Aki Kaurismäki est un amateur de culture, de musiques, de sentiments, de personnages et d’alcools forts !

Si Eddie Constantine ou bien encore Catherine Sauvage ont bien chanté les charmes du Havre « Les Amoureux du Havre« , la tradition portuaire  des deux villes  a également influencé la musique et particulièrement le rock, le hard rock… Le rock métal a vu naître nombre de petits groupes  car beaucoup de ces formations répétaient dans des hangars inutilisés des ports.
Le Havre a longtemps été considéré comme l’un des berceaux français du rock et du blues. En effet, dans les années 1980, de nombreux groupes se sont multipliés comme Les Havrais après un premier développement dynamique dans les années 1960 et 1970. La personnalité la plus célèbre du rock havrais est Little Bob qui a commencé sa carrière dans les années 1970 et qu’on retrouve dans le film de Kaurismäki….

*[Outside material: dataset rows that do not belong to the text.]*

//! Test helpers and fixtures for database tests
//!
//! Builders that cut down setup boilerplate in `#[sqlx::test]` tests.
//!
//! # Examples
//!
//! ```rust,ignore
//! use soxhub_server::features::shared::test_helpers::*;
//!
//! #[sqlx::test(migrations = "../../migrations")]
//! async fn test_something(pool: PgPool) -> sqlx::Result<()> {
//!     let admin = TestUser::admin("admin@example.com").insert(&pool).await?;
//!     let control = TestControl::new("FIN-001", "Bank reconciliation")
//!         .with_owner(admin.id)
//!         .insert(&pool)
//!         .await?;
//!     // ... test logic ...
//!     Ok(())
//! }
//! ```

use sqlx::PgPool;
use uuid::Uuid;

/// Builder for creating test users
#[derive(Debug, Clone)]
pub struct TestUser {
    pub id: Uuid,
    pub name: String,
    pub email: String,
    pub roles: Vec<String>,
    pub active: bool,
}

impl TestUser {
    /// A user holding only the admin role
    pub fn admin(email: &str) -> Self {
        Self {
            id: Uuid::new_v4(),
            name: "Test Admin".to_string(),
            email: email.to_string(),
            roles: vec!["admin".to_string()],
            active: true,
        }
    }

    /// A user holding only the control-owner role
    pub fn owner(email: &str) -> Self {
        Self {
            id: Uuid::new_v4(),
            name: "Test Owner".to_string(),
            email: email.to_string(),
            roles: vec!["control-owner".to_string()],
            active: true,
        }
    }

    /// Set the display name
    pub fn with_name(mut self, name: &str) -> Self {
        self.name = name.to_string();
        self
    }

    /// Replace the role set
    pub fn with_roles(mut self, roles: &[&str]) -> Self {
        self.roles = roles.iter().map(|r| r.to_string()).collect();
        self
    }

    /// Set the active flag
    pub fn with_active(mut self, active: bool) -> Self {
        self.active = active;
        self
    }

    /// Insert the user into the database
    pub async fn insert(self, pool: &PgPool) -> sqlx::Result<Self> {
        sqlx::query(
            r#"
            INSERT INTO users (id, name, email, roles, active)
            VALUES ($1, $2, $3, $4, $5)
            "#,
        )
        .bind(self.id)
        .bind(&self.name)
        .bind(&self.email)
        .bind(&self.roles)
        .bind(self.active)
        .execute(pool)
        .await?;

        Ok(self)
    }
}

/// Builder for creating test controls
#[derive(Debug, Clone)]
pub struct TestControl {
    pub id: Uuid,
    pub code: String,
    pub name: String,
    pub description: String,
    pub owner_id: Option<Uuid>,
    pub frequency: String,
    pub control_type: String,
    pub status: String,
    pub related_risks: Vec<String>,
    pub test_procedures: String,
    pub evidence_requirements: String,
}

impl TestControl {
    /// Create a new test control builder with sensible defaults
    pub fn new(code: &str, name: &str) -> Self {
        Self {
            id: Uuid::new_v4(),
            code: code.to_string(),
            name: name.to_string(),
            description: String::new(),
            owner_id: None,
            frequency: "monthly".to_string(),
            control_type: "preventive".to_string(),
            status: "active".to_string(),
            related_risks: Vec::new(),
            test_procedures: String::new(),
            evidence_requirements: String::new(),
        }
    }

    /// Assign an owner
    pub fn with_owner(mut self, owner_id: Uuid) -> Self {
        self.owner_id = Some(owner_id);
        self
    }

    /// Set the status
    pub fn with_status(mut self, status: &str) -> Self {
        self.status = status.to_string();
        self
    }

    /// Set the frequency
    pub fn with_frequency(mut self, frequency: &str) -> Self {
        self.frequency = frequency.to_string();
        self
    }

    /// Set the control type
    pub fn with_type(mut self, control_type: &str) -> Self {
        self.control_type = control_type.to_string();
        self
    }

    /// Set the related risks
    pub fn with_risks(mut self, risks: &[&str]) -> Self {
        self.related_risks = risks.iter().map(|r| r.to_string()).collect();
        self
    }

    /// Insert the control into the database
    pub async fn insert(self, pool: &PgPool) -> sqlx::Result<Self> {
        sqlx::query(
            r#"
            INSERT INTO controls
                (id, code, name, description, owner_id, frequency, control_type,
                 status, related_risks, test_procedures, evidence_requirements)
            VALUES ($1, $2, $3, $4, $5, $6, $7, $8, $9, $10, $11)
            "#,
        )
        .bind(self.id)
        .bind(&self.code)
        .bind(&self.name)
        .bind(&self.description)
        .bind(self.owner_id)
        .bind(&self.frequency)
        .bind(&self.control_type)
        .bind(&self.status)
        .bind(&self.related_risks)
        .bind(&self.test_procedures)
        .bind(&self.evidence_requirements)
        .execute(pool)
        .await?;

        Ok(self)
    }
}

/// Builder for creating test change requests
#[derive(Debug, Clone)]
pub struct TestChangeRequest {
    pub id: Uuid,
    pub control_id: Uuid,
    pub requester_id: Option<Uuid>,
    pub proposed_changes: serde_json::Value,
    pub status: String,
    pub request_comment: Option<String>,
}

impl TestChangeRequest {
    /// Create a pending change request proposing a rename
    pub fn new(control_id: Uuid, requester_id: Uuid) -> Self {
        Self {
            id: Uuid::new_v4(),
            control_id,
            requester_id: Some(requester_id),
            proposed_changes: serde_json::json!({ "name": "Updated name" }),
            status: "pending".to_string(),
            request_comment: None,
        }
    }

    /// Replace the proposed change set
    pub fn with_changes(mut self, changes: serde_json::Value) -> Self {
        self.proposed_changes = changes;
        self
    }

    /// Set the status
    pub fn with_status(mut self, status: &str) -> Self {
        self.status = status.to_string();
        self
    }

    /// Insert the change request into the database
    pub async fn insert(self, pool: &PgPool) -> sqlx::Result<Self> {
        sqlx::query(
            r#"
            INSERT INTO change_requests
                (id, control_id, requester_id, proposed_changes, status, request_comment)
            VALUES ($1, $2, $3, $4, $5, $6)
            "#,
        )
        .bind(self.id)
        .bind(self.control_id)
        .bind(self.requester_id)
        .bind(&self.proposed_changes)
        .bind(&self.status)
        .bind(&self.request_comment)
        .execute(pool)
        .await?;

        Ok(self)
    }
}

Quand au hard rock finlandais et surtout au Métal finnois il connait un succès immense, surtout en Europe mais aussi au Japon et aux États-Unis. Lancé au milieu des années 1980 par des groupes comme Stone et surtout Stratovarius, ce type de musique (notamment dans les domaines du métal symphonique et du speed métal mélodique) a explosé dans le pays, et la scène finlandaise est mondialement reconnue comme innovante et est devenu un espoir de l’avenir, Nous on se souviendra des Leningrad Cowboys qui jouèrent dans deux longs métrages d’Aki Kaurismäki et bien sûr du groupe de Heavy Métal, Lordi, depuis sa victoire au Concours Eurovision de la chanson en 2006.

Enfin Aki Kaurismäki est un grand amateur d’alcools forts. Pendant le tournage du Havre, une règle s’est créée : tous les cent plans tournés, les membres de l’équipe avaient droit à un verre de Calvados ! Quand on sait qu’en moyenne on tourne 30 plans par jour et qu’un film nécessite 400 à 600 plans, on mesure la consommation de produits du terroir (!) qu’a exigé Le Havre qui fut le premier film d’Aki Kaurismäki en langue française, mais son deuxième tourné en France, après La Vie de bohême (1991).